This time, it’s different; different in so many ways, and all positive. For one, this time, I am going to vote. And so are so many others, who have never felt the need to be a part of this process before. And all credit goes to Khan. Not only has he been able bring out his own supporters in large numbers, he has also forced those in favor of other parties to take the elections seriously, if only to avoid the arrival of the metaphorical Tsunami. Whatever the background, it is heartening to see that we are on our way to becoming a true democracy.
But before we start congratulating ourselves, let’s not forget that we are on our way. We are not there yet. And the first milestone on that path is tomorrow.

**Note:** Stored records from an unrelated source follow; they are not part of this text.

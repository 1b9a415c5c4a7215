//! Building domain model.

use crate::geo::GeoPoint;
use crate::model::ValidationError;
use serde::{Deserialize, Serialize};

pub type BuildingId = i64;

/// Physical location organizations are registered at.
#[derive(Debug, Clone, PartialEq, Serialize, Deserialize)]
pub struct Building {
    pub id: BuildingId,
    /// Postal address, free-form.
    pub address: String,
    /// Degrees, `[-90, 90]`.
    pub latitude: f64,
    /// Degrees, `[-180, 180]`.
    pub longitude: f64,
}

/// Create request for one building.
#[derive(Debug, Clone, PartialEq, Serialize, Deserialize)]
pub struct NewBuilding {
    pub address: String,
    pub latitude: f64,
    pub longitude: f64,
}

impl NewBuilding {
    pub fn new(address: impl Into<String>, latitude: f64, longitude: f64) -> Self {
        Self {
            address: address.into(),
            latitude,
            longitude,
        }
    }

    /// Checks address and coordinate ranges.
    ///
    /// Returns the trimmed address.
    pub fn validate(&self) -> Result<String, ValidationError> {
        let address = self.address.trim();
        if address.is_empty() {
            return Err(ValidationError::BlankAddress);
        }
        GeoPoint::new(self.latitude, self.longitude)?;
        Ok(address.to_string())
    }
}
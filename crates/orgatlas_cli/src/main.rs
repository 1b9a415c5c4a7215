//! Command-line adapter over the directory core.
//!
//! # Responsibility
//! - Open the configured database, run one query or command, print JSON.
//! - Map core outcomes to exit codes: invalid input, not found, failure.
//!
//! # Invariants
//! - Absent entities print nothing to stdout and exit with `EXIT_NOT_FOUND`.
//! - Core errors are never swallowed; they reach stderr with their kind.

use clap::{Parser, Subcommand};
use log::info;
use orgatlas_core::db::{open_db, DbError};
use orgatlas_core::logging::LogSettings;
use orgatlas_core::{
    seed_demo_directory, ActivityId, BuildingId, DirectoryError, ErrorKind, NewActivity,
    NewBuilding, NewOrganization, OrganizationId, RepoError, SqliteDirectory,
};
use rusqlite::Connection;
use serde::Serialize;
use std::fmt::{Display, Formatter};
use std::path::PathBuf;
use std::process::ExitCode;

const EXIT_FAILURE: u8 = 1;
const EXIT_INVALID_INPUT: u8 = 2;
const EXIT_NOT_FOUND: u8 = 3;

#[derive(Debug, Parser)]
#[command(name = "orgatlas")]
#[command(about = "Organization directory: buildings, activity taxonomy and geo queries")]
#[command(version)]
struct Cli {
    /// SQLite database file
    #[arg(long, global = true, env = "ORGATLAS_DB_PATH", default_value = "orgatlas.sqlite3")]
    db: PathBuf,

    #[command(subcommand)]
    command: Command,
}

#[derive(Debug, Clone, PartialEq, Subcommand)]
enum Command {
    /// List all buildings
    Buildings,
    /// Show one building
    Building { id: BuildingId },
    /// List all activities with their children
    Activities,
    /// Show one activity with its children
    Activity { id: ActivityId },
    /// Show one organization
    Org { id: OrganizationId },
    /// Organizations registered in a building
    ByBuilding { building_id: BuildingId },
    /// Organizations under an activity, descendants included
    ByActivity { activity_id: ActivityId },
    /// Organizations whose name contains the text
    SearchName { text: String },
    /// Organizations under the first activity whose name contains the text
    SearchActivity { text: String },
    /// Organizations within a radius of a point
    Radius {
        #[arg(allow_negative_numbers = true)]
        lat: f64,
        #[arg(allow_negative_numbers = true)]
        lon: f64,
        /// Radius in kilometers
        #[arg(allow_negative_numbers = true)]
        radius_km: f64,
    },
    /// Organizations inside an inclusive latitude/longitude rectangle
    Rect {
        #[arg(allow_negative_numbers = true)]
        min_lat: f64,
        #[arg(allow_negative_numbers = true)]
        max_lat: f64,
        #[arg(allow_negative_numbers = true)]
        min_lon: f64,
        #[arg(allow_negative_numbers = true)]
        max_lon: f64,
    },
    /// Create a building
    AddBuilding {
        address: String,
        #[arg(allow_negative_numbers = true)]
        lat: f64,
        #[arg(allow_negative_numbers = true)]
        lon: f64,
    },
    /// Create an activity, optionally under a parent
    AddActivity {
        name: String,
        parent_id: Option<ActivityId>,
    },
    /// Create an organization
    AddOrg {
        name: String,
        building_id: BuildingId,
        /// Phone number; repeatable
        #[arg(long = "phone")]
        phones: Vec<String>,
        /// Activity id; repeatable, unknown ids are dropped
        #[arg(long = "activity")]
        activities: Vec<ActivityId>,
    },
    /// Load demo data into a database without organizations
    Seed,
}

#[derive(Debug)]
enum CliError {
    NotFound(String),
    Logging(String),
    Db(DbError),
    Directory(DirectoryError),
    Output(serde_json::Error),
}

impl CliError {
    fn exit_code(&self) -> u8 {
        match self {
            Self::NotFound(_) => EXIT_NOT_FOUND,
            Self::Directory(err) => match err.kind() {
                ErrorKind::InvalidInput => EXIT_INVALID_INPUT,
                ErrorKind::Internal => EXIT_FAILURE,
            },
            Self::Logging(_) | Self::Db(_) | Self::Output(_) => EXIT_FAILURE,
        }
    }
}

impl Display for CliError {
    fn fmt(&self, f: &mut Formatter<'_>) -> std::fmt::Result {
        match self {
            Self::NotFound(message) => write!(f, "{message}"),
            Self::Logging(message) => write!(f, "logging setup failed: {message}"),
            Self::Db(err) => write!(f, "database error: {err}"),
            Self::Directory(err) => write!(f, "{err}"),
            Self::Output(err) => write!(f, "failed to encode output: {err}"),
        }
    }
}

impl From<DbError> for CliError {
    fn from(value: DbError) -> Self {
        Self::Db(value)
    }
}

impl From<DirectoryError> for CliError {
    fn from(value: DirectoryError) -> Self {
        Self::Directory(value)
    }
}

impl From<RepoError> for CliError {
    fn from(value: RepoError) -> Self {
        Self::Directory(value.into())
    }
}

fn main() -> ExitCode {
    // Usage errors exit through clap with code 2, same as invalid input.
    let cli = Cli::parse();
    match run(cli) {
        Ok(output) => {
            println!("{output}");
            ExitCode::SUCCESS
        }
        Err(err) => {
            eprintln!("error: {err}");
            ExitCode::from(err.exit_code())
        }
    }
}

fn run(cli: Cli) -> Result<String, CliError> {
    LogSettings::from_env()
        .apply()
        .map_err(CliError::Logging)?;

    let conn = open_db(&cli.db)?;
    let output = execute(&conn, cli.command)?;
    info!("event=cli_command module=cli status=ok");
    Ok(output)
}

fn execute(conn: &Connection, command: Command) -> Result<String, CliError> {
    let directory = SqliteDirectory::try_new(conn)?;
    let organizations = &directory.organizations;
    match command {
        Command::Buildings => render(&directory.buildings.list_buildings()?),
        Command::Building { id } => {
            render(&found(directory.buildings.get_building(id)?, "building", id)?)
        }
        Command::Activities => render(&directory.activities.list_activities()?),
        Command::Activity { id } => {
            render(&found(directory.activities.get_activity(id)?, "activity", id)?)
        }
        Command::Org { id } => {
            render(&found(organizations.organization_by_id(id)?, "organization", id)?)
        }
        Command::ByBuilding { building_id } => {
            render(&organizations.organizations_by_building(building_id)?)
        }
        Command::ByActivity { activity_id } => {
            render(&organizations.organizations_by_activity(activity_id)?)
        }
        Command::SearchName { text } => render(&organizations.organizations_by_name(&text)?),
        Command::SearchActivity { text } => {
            render(&organizations.organizations_by_activity_name(&text)?)
        }
        Command::Radius {
            lat,
            lon,
            radius_km,
        } => render(&organizations.organizations_in_radius(lat, lon, radius_km)?),
        Command::Rect {
            min_lat,
            max_lat,
            min_lon,
            max_lon,
        } => render(&organizations.organizations_in_rectangle(min_lat, max_lat, min_lon, max_lon)?),
        Command::AddBuilding { address, lat, lon } => {
            render(&directory.buildings.create_building(&NewBuilding::new(address, lat, lon))?)
        }
        Command::AddActivity { name, parent_id } => {
            let request = match parent_id {
                Some(parent_id) => NewActivity::child_of(parent_id, name),
                None => NewActivity::root(name),
            };
            render(&directory.activities.create_activity(&request)?)
        }
        Command::AddOrg {
            name,
            building_id,
            phones,
            activities,
        } => {
            let request = NewOrganization {
                name,
                building_id,
                phone_numbers: phones,
                activity_ids: activities,
            };
            render(&organizations.create_organization(&request)?)
        }
        Command::Seed => {
            let summary = seed_demo_directory(conn)?;
            render(&serde_json::json!({
                "skipped": summary.skipped,
                "buildings": summary.buildings,
                "activities": summary.activities,
                "organizations": summary.organizations,
            }))
        }
    }
}

fn found<T>(value: Option<T>, entity: &str, id: i64) -> Result<T, CliError> {
    value.ok_or_else(|| CliError::NotFound(format!("{entity} not found: {id}")))
}

fn render<T: Serialize + ?Sized>(value: &T) -> Result<String, CliError> {
    serde_json::to_string_pretty(value).map_err(CliError::Output)
}
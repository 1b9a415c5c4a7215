//! Directory use-case services.
//!
//! # Responsibility
//! - Compose repositories, the taxonomy engine and geo predicates into the
//!   directory read queries and create commands.
//! - Map repository failures into one caller-facing error type.
//!
//! # Invariants
//! - Lookups by id return `Option`; absence is never an error.
//! - Validation failures and storage rejections stay distinguishable.

pub mod activity_service;
pub mod building_service;
pub mod organization_service;

use crate::model::ValidationError;
use crate::repo::activity_repo::SqliteActivityRepository;
use crate::repo::building_repo::SqliteBuildingRepository;
use crate::repo::organization_repo::SqliteOrganizationRepository;
use crate::repo::{RepoError, RepoResult};
use activity_service::ActivityService;
use building_service::BuildingService;
use organization_service::OrganizationService;
use rusqlite::Connection;
use std::error::Error;
use std::fmt::{Display, Formatter};

pub type DirectoryResult<T> = Result<T, DirectoryError>;

/// Caller-facing error for directory operations.
#[derive(Debug)]
pub enum DirectoryError {
    /// Input rejected before storage was touched.
    Validation(ValidationError),
    /// Storage rejected a reference to a missing entity.
    ReferentialViolation(String),
    /// Any other repository failure.
    Repo(RepoError),
}

/// Coarse classification for transport adapters.
#[derive(Debug, Clone, Copy, PartialEq, Eq)]
pub enum ErrorKind {
    /// Maps to a 400-equivalent.
    InvalidInput,
    /// Maps to a 500-equivalent.
    Internal,
}

impl DirectoryError {
    pub fn kind(&self) -> ErrorKind {
        match self {
            Self::Validation(_) => ErrorKind::InvalidInput,
            Self::ReferentialViolation(_) | Self::Repo(_) => ErrorKind::Internal,
        }
    }
}

impl Display for DirectoryError {
    fn fmt(&self, f: &mut Formatter<'_>) -> std::fmt::Result {
        match self {
            Self::Validation(err) => write!(f, "invalid input: {err}"),
            Self::ReferentialViolation(message) => {
                write!(f, "referential integrity violation: {message}")
            }
            Self::Repo(err) => write!(f, "{err}"),
        }
    }
}

impl Error for DirectoryError {
    fn source(&self) -> Option<&(dyn Error + 'static)> {
        match self {
            Self::Validation(err) => Some(err),
            Self::ReferentialViolation(_) => None,
            Self::Repo(err) => Some(err),
        }
    }
}

impl From<ValidationError> for DirectoryError {
    fn from(value: ValidationError) -> Self {
        Self::Validation(value)
    }
}

impl From<RepoError> for DirectoryError {
    fn from(value: RepoError) -> Self {
        match value {
            RepoError::Validation(err) => Self::Validation(err),
            RepoError::ReferentialViolation(message) => Self::ReferentialViolation(message),
            other => Self::Repo(other),
        }
    }
}

/// All directory services wired over one SQLite connection.
pub struct SqliteDirectory<'conn> {
    pub buildings: BuildingService<SqliteBuildingRepository<'conn>>,
    pub activities: ActivityService<SqliteActivityRepository<'conn>>,
    pub organizations: OrganizationService<
        SqliteOrganizationRepository<'conn>,
        SqliteActivityRepository<'conn>,
        SqliteBuildingRepository<'conn>,
    >,
}

impl<'conn> SqliteDirectory<'conn> {
    /// Builds every service from a migrated connection.
    pub fn try_new(conn: &'conn Connection) -> RepoResult<Self> {
        Ok(Self {
            buildings: BuildingService::new(SqliteBuildingRepository::try_new(conn)?),
            activities: ActivityService::new(SqliteActivityRepository::try_new(conn)?),
            organizations: OrganizationService::new(
                SqliteOrganizationRepository::try_new(conn)?,
                SqliteActivityRepository::try_new(conn)?,
                SqliteBuildingRepository::try_new(conn)?,
            ),
        })
    }
}
//! Building repository contracts and SQLite implementation.
//!
//! # Invariants
//! - Listing order is ascending building id.
//! - Coordinates are validated before insert.

use crate::model::building::{Building, BuildingId, NewBuilding};
use crate::repo::{
    ensure_connection_ready, placeholders, RepoError, RepoResult, BIND_CHUNK_SIZE,
};
use rusqlite::{params, params_from_iter, Connection, OptionalExtension, Row};

const BUILDING_SELECT_SQL: &str = "SELECT id, address, latitude, longitude FROM buildings";

/// Repository interface for building operations.
pub trait BuildingRepository {
    /// Inserts one building and returns the stored row.
    fn create_building(&self, request: &NewBuilding) -> RepoResult<Building>;
    fn get_building(&self, id: BuildingId) -> RepoResult<Option<Building>>;
    fn list_buildings(&self) -> RepoResult<Vec<Building>>;
    /// Loads the given buildings in ascending id order; unknown ids are skipped.
    fn get_buildings(&self, ids: &[BuildingId]) -> RepoResult<Vec<Building>>;
}

/// SQLite-backed building repository.
pub struct SqliteBuildingRepository<'conn> {
    conn: &'conn Connection,
}

impl<'conn> SqliteBuildingRepository<'conn> {
    /// Creates repository from migrated connection.
    pub fn try_new(conn: &'conn Connection) -> RepoResult<Self> {
        ensure_connection_ready(conn, &["buildings"])?;
        Ok(Self { conn })
    }
}

impl BuildingRepository for SqliteBuildingRepository<'_> {
    fn create_building(&self, request: &NewBuilding) -> RepoResult<Building> {
        let address = request.validate()?;
        self.conn.execute(
            "INSERT INTO buildings (address, latitude, longitude) VALUES (?1, ?2, ?3);",
            params![address, request.latitude, request.longitude],
        )?;
        let id = self.conn.last_insert_rowid();
        self.get_building(id)?.ok_or_else(|| {
            RepoError::InvalidData(format!("building {id} missing right after insert"))
        })
    }

    fn get_building(&self, id: BuildingId) -> RepoResult<Option<Building>> {
        let building = self
            .conn
            .query_row(
                &format!("{BUILDING_SELECT_SQL} WHERE id = ?1;"),
                [id],
                parse_building_row,
            )
            .optional()?;
        Ok(building)
    }

    fn list_buildings(&self) -> RepoResult<Vec<Building>> {
        let mut stmt = self
            .conn
            .prepare(&format!("{BUILDING_SELECT_SQL} ORDER BY id ASC;"))?;
        let buildings = stmt
            .query_map([], parse_building_row)?
            .collect::<Result<Vec<_>, _>>()?;
        Ok(buildings)
    }

    fn get_buildings(&self, ids: &[BuildingId]) -> RepoResult<Vec<Building>> {
        let mut buildings = Vec::with_capacity(ids.len());
        for chunk in ids.chunks(BIND_CHUNK_SIZE) {
            let mut stmt = self.conn.prepare(&format!(
                "{BUILDING_SELECT_SQL} WHERE id IN ({});",
                placeholders(chunk.len())
            ))?;
            let rows = stmt.query_map(params_from_iter(chunk), parse_building_row)?;
            for row in rows {
                buildings.push(row?);
            }
        }
        buildings.sort_by_key(|building| building.id);
        buildings.dedup_by_key(|building| building.id);
        Ok(buildings)
    }
}

fn parse_building_row(row: &Row<'_>) -> rusqlite::Result<Building> {
    Ok(Building {
        id: row.get("id")?,
        address: row.get("address")?,
        latitude: row.get("latitude")?,
        longitude: row.get("longitude")?,
    })
}
//! SQLite storage bootstrap and schema migration entry points.
//!
//! # Responsibility
//! - Open and configure SQLite connections for the directory core.
//! - Apply schema migrations in deterministic order.
//!
//! # Invariants
//! - Migration version is tracked via `PRAGMA user_version`.
//! - Directory data must not be read or written before migrations succeed.

use std::error::Error;
use std::fmt::{Display, Formatter};

pub mod migrations;
mod open;

pub use open::{open_db, open_db_in_memory};

pub type DbResult<T> = Result<T, DbError>;

#[derive(Debug)]
pub enum DbError {
    Sqlite(rusqlite::Error),
    /// One migration script failed; the whole batch was rolled back.
    MigrationFailed {
        version: u32,
        source: rusqlite::Error,
    },
    UnsupportedSchemaVersion {
        db_version: u32,
        latest_supported: u32,
    },
}

impl Display for DbError {
    fn fmt(&self, f: &mut Formatter<'_>) -> std::fmt::Result {
        match self {
            Self::Sqlite(err) => write!(f, "{err}"),
            Self::MigrationFailed { version, source } => {
                write!(f, "schema migration {version} failed: {source}")
            }
            Self::UnsupportedSchemaVersion {
                db_version,
                latest_supported,
            } => write!(
                f,
                "database schema version {db_version} is newer than supported {latest_supported}"
            ),
        }
    }
}

impl Error for DbError {
    fn source(&self) -> Option<&(dyn Error + 'static)> {
        match self {
            Self::Sqlite(err) => Some(err),
            Self::MigrationFailed { source, .. } => Some(source),
            Self::UnsupportedSchemaVersion { .. } => None,
        }
    }
}

impl From<rusqlite::Error> for DbError {
    fn from(value: rusqlite::Error) -> Self {
        Self::Sqlite(value)
    }
}
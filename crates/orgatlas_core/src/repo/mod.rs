//! Repository layer abstractions and SQLite implementations.
//!
//! # Responsibility
//! - Define use-case oriented data access contracts per entity.
//! - Isolate SQLite query details from service orchestration.
//!
//! # Invariants
//! - Repository writes run model `validate()` before SQL mutations.
//! - Storage constraint rejections surface as typed errors, never swallowed.
//! - Repositories only accept connections migrated to the latest schema.

pub mod activity_repo;
pub mod building_repo;
pub mod organization_repo;

use crate::db::migrations::latest_version;
use crate::db::DbError;
use crate::model::ValidationError;
use rusqlite::Connection;
use std::error::Error;
use std::fmt::{Display, Formatter};

pub type RepoResult<T> = Result<T, RepoError>;

/// Repository error for directory persistence and query operations.
#[derive(Debug)]
pub enum RepoError {
    Validation(ValidationError),
    Db(DbError),
    /// A foreign key was rejected by storage, e.g. a missing building.
    ReferentialViolation(String),
    /// Connection schema is not at the expected migrated version.
    UninitializedConnection {
        expected_version: u32,
        actual_version: u32,
    },
    /// Required table is missing.
    MissingRequiredTable(&'static str),
    /// Persisted data cannot be converted to a valid read model.
    InvalidData(String),
}

impl Display for RepoError {
    fn fmt(&self, f: &mut Formatter<'_>) -> std::fmt::Result {
        match self {
            Self::Validation(err) => write!(f, "{err}"),
            Self::Db(err) => write!(f, "{err}"),
            Self::ReferentialViolation(message) => {
                write!(f, "referential integrity violation: {message}")
            }
            Self::UninitializedConnection {
                expected_version,
                actual_version,
            } => write!(
                f,
                "directory repository requires schema version {expected_version}, got {actual_version}"
            ),
            Self::MissingRequiredTable(table) => {
                write!(f, "directory repository requires table `{table}`")
            }
            Self::InvalidData(message) => write!(f, "invalid persisted directory data: {message}"),
        }
    }
}

impl Error for RepoError {
    fn source(&self) -> Option<&(dyn Error + 'static)> {
        match self {
            Self::Validation(err) => Some(err),
            Self::Db(err) => Some(err),
            _ => None,
        }
    }
}

impl From<ValidationError> for RepoError {
    fn from(value: ValidationError) -> Self {
        Self::Validation(value)
    }
}

impl From<DbError> for RepoError {
    fn from(value: DbError) -> Self {
        Self::Db(value)
    }
}

impl From<rusqlite::Error> for RepoError {
    fn from(value: rusqlite::Error) -> Self {
        Self::Db(DbError::Sqlite(value))
    }
}

/// Maps a foreign-key rejection to `ReferentialViolation`, any other error
/// to `Db`.
pub(crate) fn map_constraint_error(err: rusqlite::Error, context: String) -> RepoError {
    if let rusqlite::Error::SqliteFailure(failure, _) = &err {
        if failure.extended_code == rusqlite::ffi::SQLITE_CONSTRAINT_FOREIGNKEY {
            return RepoError::ReferentialViolation(context);
        }
    }
    err.into()
}

/// Checks schema version and required tables before a repository is built.
pub(crate) fn ensure_connection_ready(
    conn: &Connection,
    tables: &[&'static str],
) -> RepoResult<()> {
    let expected_version = latest_version();
    let actual_version: u32 = conn.query_row("PRAGMA user_version;", [], |row| row.get(0))?;
    if actual_version != expected_version {
        return Err(RepoError::UninitializedConnection {
            expected_version,
            actual_version,
        });
    }

    for &table in tables {
        let exists: i64 = conn.query_row(
            "SELECT EXISTS(
                SELECT 1
                FROM sqlite_master
                WHERE type = 'table' AND name = ?1
            );",
            [table],
            |row| row.get(0),
        )?;
        if exists != 1 {
            return Err(RepoError::MissingRequiredTable(table));
        }
    }
    Ok(())
}

/// Upper bound of ids bound into one `IN (...)` clause, well below
/// SQLite's variable limit.
pub(crate) const BIND_CHUNK_SIZE: usize = 500;

/// Builds `?, ?, ?` for an `IN (...)` clause of `count` values.
pub(crate) fn placeholders(count: usize) -> String {
    vec!["?"; count].join(", ")
}
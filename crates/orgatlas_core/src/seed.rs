//! Demo directory data.
//!
//! # Responsibility
//! - Populate an empty database with a small Moscow directory: five
//!   buildings, a three-root activity taxonomy, eight phones and seven
//!   organizations.
//!
//! # Invariants
//! - Seeding is skipped when any building, activity or organization exists.
//! - Seeding goes through the public services, so every create rule applies.

use crate::model::activity::{ActivityId, NewActivity};
use crate::model::building::{BuildingId, NewBuilding};
use crate::model::organization::NewOrganization;
use crate::repo::RepoResult;
use crate::service::{DirectoryResult, SqliteDirectory};
use log::info;
use rusqlite::Connection;

const BUILDINGS: &[(&str, f64, f64)] = &[
    ("г. Москва, ул. Тверская, 1", 55.7558, 37.6176),
    ("г. Москва, ул. Арбат, 15", 55.7520, 37.5934),
    ("г. Москва, ул. Ленинский проспект, 32", 55.7033, 37.5833),
    ("г. Москва, ул. Блюхера, 32/1", 55.7890, 37.6123),
    ("г. Москва, ул. Красная Площадь, 1", 55.7539, 37.6208),
];

const PHONES: &[&str] = &[
    "8-495-123-45-67",
    "8-495-234-56-78",
    "8-495-345-67-89",
    "8-495-456-78-90",
    "8-495-567-89-01",
    "8-495-678-90-12",
    "8-495-789-01-23",
    "8-495-890-12-34",
];

/// Counts of rows written by one seeding run.
#[derive(Debug, Clone, Copy, Default, PartialEq, Eq)]
pub struct SeedSummary {
    pub buildings: usize,
    pub activities: usize,
    pub organizations: usize,
    /// `true` when the database already held directory rows.
    pub skipped: bool,
}

/// Seeds the demo directory into a database with no directory rows.
pub fn seed_demo_directory(conn: &Connection) -> DirectoryResult<SeedSummary> {
    let directory = SqliteDirectory::try_new(conn)?;
    if has_directory_rows(conn)? {
        info!("event=seed module=seed status=skipped reason=not_empty");
        return Ok(SeedSummary {
            skipped: true,
            ..SeedSummary::default()
        });
    }

    let mut summary = SeedSummary::default();

    let mut building_ids: Vec<BuildingId> = Vec::with_capacity(BUILDINGS.len());
    for (address, latitude, longitude) in BUILDINGS {
        let building = directory
            .buildings
            .create_building(&NewBuilding::new(*address, *latitude, *longitude))?;
        building_ids.push(building.id);
    }
    summary.buildings = building_ids.len();

    let mut create_activity = |request: NewActivity| -> DirectoryResult<ActivityId> {
        let created = directory.activities.create_activity(&request)?;
        summary.activities += 1;
        Ok(created.id)
    };
    let food = create_activity(NewActivity::root("Еда"))?;
    let transport = create_activity(NewActivity::root("Транспорт"))?;
    let services = create_activity(NewActivity::root("Услуги"))?;
    let meat = create_activity(NewActivity::child_of(food, "Мясная продукция"))?;
    let dairy = create_activity(NewActivity::child_of(food, "Молочная продукция"))?;
    let bakery = create_activity(NewActivity::child_of(food, "Хлебобулочные изделия"))?;
    let cars = create_activity(NewActivity::child_of(transport, "Автомобили"))?;
    let trucks = create_activity(NewActivity::child_of(cars, "Грузовые"))?;
    let passenger = create_activity(NewActivity::child_of(cars, "Легковые"))?;
    let repair = create_activity(NewActivity::child_of(services, "Ремонт"))?;
    let consulting = create_activity(NewActivity::child_of(services, "Консультации"))?;

    let organizations = [
        ("ООО Рога и Копыта", 0, vec![0, 1], vec![meat, dairy]),
        ("ИП Иванов И.И.", 1, vec![2], vec![bakery]),
        ("ЗАО АвтоМир", 2, vec![3, 4], vec![cars, trucks]),
        ("ООО ТехСервис", 3, vec![5], vec![repair]),
        ("ИП Петров П.П.", 4, vec![6, 7], vec![consulting]),
        ("ООО Молочные продукты", 0, vec![0], vec![dairy]),
        ("ИП Сидоров С.С.", 1, vec![1], vec![passenger]),
    ];
    for (name, building, phones, activity_ids) in organizations {
        let request = NewOrganization {
            name: name.to_string(),
            building_id: building_ids[building],
            phone_numbers: phones
                .into_iter()
                .map(|index: usize| PHONES[index].to_string())
                .collect(),
            activity_ids,
        };
        directory.organizations.create_organization(&request)?;
        summary.organizations += 1;
    }

    info!(
        "event=seed module=seed status=ok buildings={} activities={} organizations={}",
        summary.buildings, summary.activities, summary.organizations
    );
    Ok(summary)
}

// A previous run that failed midway leaves buildings or activities behind;
// those count as non-empty too.
fn has_directory_rows(conn: &Connection) -> RepoResult<bool> {
    let found: i64 = conn.query_row(
        "SELECT EXISTS(SELECT 1 FROM buildings)
             OR EXISTS(SELECT 1 FROM activities)
             OR EXISTS(SELECT 1 FROM organizations);",
        [],
        |row| row.get(0),
    )?;
    Ok(found == 1)
}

I would just like to make a few suggestions on the eve of elections. Here is my wish-list.
1. I hope that every single voter in Pakistan gets out to cast his/her vote. We have been idle and indifferent for too long. We need to prove that we are a responsible nation and have learnt our lessons. The silly ideas that a single person’s vote doesn’t matter is a thing of the past now. Single persons make a nation and every one of them counts.
2. As a truly civilized nation, we also have to exhibit tolerance. We are free to vote for whoever we believe is the best for our country. But so is every other voter. No one is perfect and the capacity to endure difference of opinion is the most fundamental quality of a dignified and mature nation.
3. Each one of us has to feel personally responsible to ensure that the voting process is peaceful. That is the biggest test. We have to respect each other and stay calm and composed under all circumstances. Any violence or even misbehavior on anyone’s part can destroy the whole process.
4. When the results start coming in, we must face them properly. If our party or candidate is beaten, accept it with an open heart. And if our party or candidate wins, realize that it is the beginning of an even greater responsibility. No whining and no gloating.
5. Most importantly, let’s not treat the elections like we treat Ramazan. We are all pious and nice for a month, the mosques are filled, but as soon as Ramazan is over, we revert to our ways and wait for the next Ramazan. We must realize that in a democratic nation, the people are the government and we have to keep a check on our representatives for the next five years.
6. Lastly, we must ensure that the democratic process keeps moving. Let’s support whoever comes to power in everything good they do, and criticize whatever bad policies they come up with. But let’s promise never to wish or work for a quick fall of the government.
Good Luck! And may our nation keep moving forward and never look back.